While it might seem the dream life, (we literally live in a place called ‘Paradise Island’), not being able to work is both a blessing and a burden. Investing one’s self in work is any easy way to be given objectives, tasks, deadlines, goals and continuously be achieving those. This continuous (though often monotonous) cycle of objective setting and completion is part of what makes life interesting, it is a catalyst for passion. Work is not the only way to achieve this fulfillment of course, but its an easy way that we all take for granted because most of us ‘have to do it.’ Even if you hate your job, or your boss or think its boring or you are underpaid, whatever the complaint – there are aspects within it that charge you even just a little and most likely this goes unnoticed but when you take that away, remove that external charge and boom…suddenly you have to charge yourself.
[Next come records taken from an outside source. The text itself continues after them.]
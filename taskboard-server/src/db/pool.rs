//! Database connection pool management

use std::str::FromStr;

use sqlx::sqlite::{SqliteConnectOptions, SqlitePoolOptions};
use sqlx::SqlitePool;

/// Default maximum connections. SQLite serializes writers anyway, so a
/// small pool is plenty.
const DEFAULT_MAX_CONNECTIONS: u32 = 5;

/// Create a SQLite connection pool from a `sqlite:` URL.
///
/// The database file is created if it does not exist. Foreign keys are
/// enabled on every connection; cascade delete from lists to cards
/// depends on it.
pub async fn create_pool(database_url: &str) -> Result<SqlitePool, sqlx::Error> {
    create_pool_with_options(database_url, DEFAULT_MAX_CONNECTIONS).await
}

/// Create a SQLite connection pool with a custom connection limit.
pub async fn create_pool_with_options(
    database_url: &str,
    max_connections: u32,
) -> Result<SqlitePool, sqlx::Error> {
    let options = SqliteConnectOptions::from_str(database_url)?
        .create_if_missing(true)
        .foreign_keys(true);

    SqlitePoolOptions::new()
        .max_connections(max_connections)
        .connect_with(options)
        .await
}

/// Create an in-memory pool for tests.
///
/// Pinned to a single connection that is never reaped: an in-memory
/// SQLite database lives and dies with its connection.
pub async fn create_memory_pool() -> Result<SqlitePool, sqlx::Error> {
    let options = SqliteConnectOptions::from_str("sqlite::memory:")?.foreign_keys(true);

    SqlitePoolOptions::new()
        .max_connections(1)
        .idle_timeout(None)
        .max_lifetime(None)
        .connect_with(options)
        .await
}
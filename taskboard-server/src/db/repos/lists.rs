//! List repository
//!
//! Handles list CRUD plus the ordering rules that back the board:
//! - create: position = stored maximum + 1, so new lists land at the end
//! - bulk_update: full-row updates in one transaction, all-or-nothing

use chrono::{DateTime, Utc};
use serde::Deserialize;
use sqlx::{FromRow, SqlitePool};

/// List record from database
#[derive(Debug, Clone, FromRow)]
pub struct List {
    pub id: i64,
    pub title: String,
    pub position: i64,
    pub created_at: DateTime<Utc>,
    pub updated_at: DateTime<Utc>,
}

/// Full-row update payload for one list in a bulk update.
///
/// Fields are optional only so that missing values reach the database as
/// NULL and fail the NOT NULL constraints there, instead of being
/// rejected up front.
#[derive(Debug, Clone, Deserialize)]
pub struct ListUpdate {
    pub id: i64,
    pub title: Option<String>,
    pub position: Option<i64>,
}

/// Database error type
#[derive(Debug, thiserror::Error)]
pub enum DbError {
    #[error("database error: {0}")]
    Sqlx(#[from] sqlx::Error),

    #[error("not found: {resource} '{id}'")]
    NotFound { resource: &'static str, id: String },
}

/// List repository
pub struct ListRepo<'a> {
    pool: &'a SqlitePool,
}

impl<'a> ListRepo<'a> {
    pub fn new(pool: &'a SqlitePool) -> Self {
        Self { pool }
    }

    /// Next free position: max(position) + 1, or 0 for an empty table.
    pub async fn next_position(&self) -> Result<i64, DbError> {
        let next: i64 = sqlx::query_scalar("SELECT COALESCE(MAX(position) + 1, 0) FROM lists")
            .fetch_one(self.pool)
            .await?;
        Ok(next)
    }

    /// Create a list at the end of the board.
    ///
    /// A missing title is passed through as NULL and rejected by the
    /// NOT NULL constraint.
    pub async fn create(&self, title: Option<String>) -> Result<List, DbError> {
        let position = self.next_position().await?;
        let now = Utc::now();

        let list: List = sqlx::query_as(
            r#"
            INSERT INTO lists (title, position, created_at, updated_at)
            VALUES (?, ?, ?, ?)
            RETURNING id, title, position, created_at, updated_at
            "#,
        )
        .bind(title)
        .bind(position)
        .bind(now)
        .bind(now)
        .fetch_one(self.pool)
        .await?;

        Ok(list)
    }

    /// All lists, ordered by position.
    pub async fn list(&self) -> Result<Vec<List>, DbError> {
        let lists: Vec<List> = sqlx::query_as(
            r#"
            SELECT id, title, position, created_at, updated_at
            FROM lists
            ORDER BY position ASC
            "#,
        )
        .fetch_all(self.pool)
        .await?;

        Ok(lists)
    }

    /// Delete a list by id. Cards referencing it go with it via
    /// ON DELETE CASCADE.
    ///
    /// Returns false when no row matched.
    pub async fn delete(&self, id: i64) -> Result<bool, DbError> {
        let result = sqlx::query("DELETE FROM lists WHERE id = ?")
            .bind(id)
            .execute(self.pool)
            .await?;

        Ok(result.rows_affected() > 0)
    }

    /// Overwrite title and position for each item, atomically.
    ///
    /// Any unknown id rolls the whole batch back with `NotFound`.
    /// Returned rows keep the input order, not board order.
    pub async fn bulk_update(&self, items: &[ListUpdate]) -> Result<Vec<List>, DbError> {
        let now = Utc::now();
        let mut tx = self.pool.begin().await?;
        let mut updated = Vec::with_capacity(items.len());

        for item in items {
            let row: Option<List> = sqlx::query_as(
                r#"
                UPDATE lists
                SET title = ?, position = ?, updated_at = ?
                WHERE id = ?
                RETURNING id, title, position, created_at, updated_at
                "#,
            )
            .bind(item.title.as_deref())
            .bind(item.position)
            .bind(now)
            .bind(item.id)
            .fetch_optional(&mut *tx)
            .await?;

            // Early return drops the transaction, which rolls it back
            let row = row.ok_or_else(|| DbError::NotFound {
                resource: "list",
                id: item.id.to_string(),
            })?;
            updated.push(row);
        }

        tx.commit().await?;
        Ok(updated)
    }
}

#[cfg(test)]
mod tests {
    use super::*;
    use crate::db::{migrations, pool::create_memory_pool};

    async fn setup() -> SqlitePool {
        let pool = create_memory_pool().await.expect("pool");
        migrations::run(&pool).await.expect("migrations");
        pool
    }

    #[tokio::test]
    async fn create_assigns_sequential_positions() {
        let pool = setup().await;
        let repo = ListRepo::new(&pool);

        let first = repo.create(Some("Backlog".into())).await.expect("create");
        let second = repo.create(Some("Doing".into())).await.expect("create");

        assert_eq!(first.position, 0);
        assert_eq!(second.position, 1);
    }

    #[tokio::test]
    async fn create_without_title_hits_not_null_constraint() {
        let pool = setup().await;
        let repo = ListRepo::new(&pool);

        let err = repo.create(None).await.expect_err("NULL title must fail");
        assert!(matches!(err, DbError::Sqlx(_)));
    }

    #[tokio::test]
    async fn list_orders_by_position() {
        let pool = setup().await;
        let repo = ListRepo::new(&pool);

        let a = repo.create(Some("A".into())).await.expect("create");
        let b = repo.create(Some("B".into())).await.expect("create");
        let c = repo.create(Some("C".into())).await.expect("create");

        repo.bulk_update(&[
            ListUpdate { id: a.id, title: Some("A".into()), position: Some(2) },
            ListUpdate { id: b.id, title: Some("B".into()), position: Some(0) },
            ListUpdate { id: c.id, title: Some("C".into()), position: Some(1) },
        ])
        .await
        .expect("bulk update");

        let titles: Vec<String> = repo
            .list()
            .await
            .expect("list")
            .into_iter()
            .map(|l| l.title)
            .collect();
        assert_eq!(titles, vec!["B", "C", "A"]);
    }

    #[tokio::test]
    async fn bulk_update_returns_rows_in_input_order() {
        let pool = setup().await;
        let repo = ListRepo::new(&pool);

        let a = repo.create(Some("A".into())).await.expect("create");
        let b = repo.create(Some("B".into())).await.expect("create");

        let updated = repo
            .bulk_update(&[
                ListUpdate { id: b.id, title: Some("B".into()), position: Some(0) },
                ListUpdate { id: a.id, title: Some("A".into()), position: Some(1) },
            ])
            .await
            .expect("bulk update");

        let ids: Vec<i64> = updated.iter().map(|l| l.id).collect();
        assert_eq!(ids, vec![b.id, a.id]);
    }

    #[tokio::test]
    async fn bulk_update_unknown_id_rolls_back() {
        let pool = setup().await;
        let repo = ListRepo::new(&pool);

        let a = repo.create(Some("Keep me".into())).await.expect("create");

        let err = repo
            .bulk_update(&[
                ListUpdate { id: a.id, title: Some("Changed".into()), position: Some(9) },
                ListUpdate { id: 999, title: Some("Ghost".into()), position: Some(0) },
            ])
            .await
            .expect_err("unknown id must fail the batch");
        assert!(matches!(err, DbError::NotFound { .. }));

        // Nothing from the batch stuck, including the valid first item
        let lists = repo.list().await.expect("list");
        assert_eq!(lists.len(), 1);
        assert_eq!(lists[0].title, "Keep me");
        assert_eq!(lists[0].position, 0);
    }

    #[tokio::test]
    async fn delete_reports_missing_rows() {
        let pool = setup().await;
        let repo = ListRepo::new(&pool);

        let a = repo.create(Some("Doomed".into())).await.expect("create");
        assert!(repo.delete(a.id).await.expect("delete"));
        assert!(!repo.delete(a.id).await.expect("second delete"));
    }
}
Setting out to achieve something and then doing so is what makes each new day exciting. Even if your achievement is just finishing a boring report or task, you have completed something you set out to and that gets noted somewhere in your psyche as a success. While one should be able to find this sort of stimulation from within, that takes a lot of work and ultimately the external world is a great motivator. Most of my life I have been trying to come up with creative ways to not ‘have’ to work, and now that I don’t I see the valuable role work plays in our lives.
When your time is hyper-segmented, when you are constantly multi-tasking, when your only ‘free-time’ is when you are sleeping, pooping, or your child is napping it can feel difficult to fight through catharsis and seek this sort of innervation. I often find myself scrolling endlessly through Facebook while my daughter sleeps. I’m thinking she will wake up any minute and not wanting to get disturbed while I’m heavily invested in something interesting I try to distract myself with meaningless mind-fill. This practice becomes a habit, its like TV or drinking, it fills space and time but it doesn’t contribute positively to my life in any way.
Finding things to keep you ‘feeling-alive’, when you don’t have free rein to do what you want when you want or a set job defining your purpose and objectives can be difficult. Sure, if I didn’t have a one-year old, I would spend my days exercising, wake surfing, exploring, writing, studying, so many things – but my time is shared and I must find ways to keep myself stimulated, and motivated without a lot of personal time. I have not yet fully figured out how to do this, but seeing the objectives I had while still pregnant, while the world still seemed full of only possibilities and opportunities rather than barriers and obstacles reminds me that I DO have dreams and I DO have passions beyond mothering. There is a me that wants things for herself, and that is exciting to remember!
BOOM! I wrote something new after all.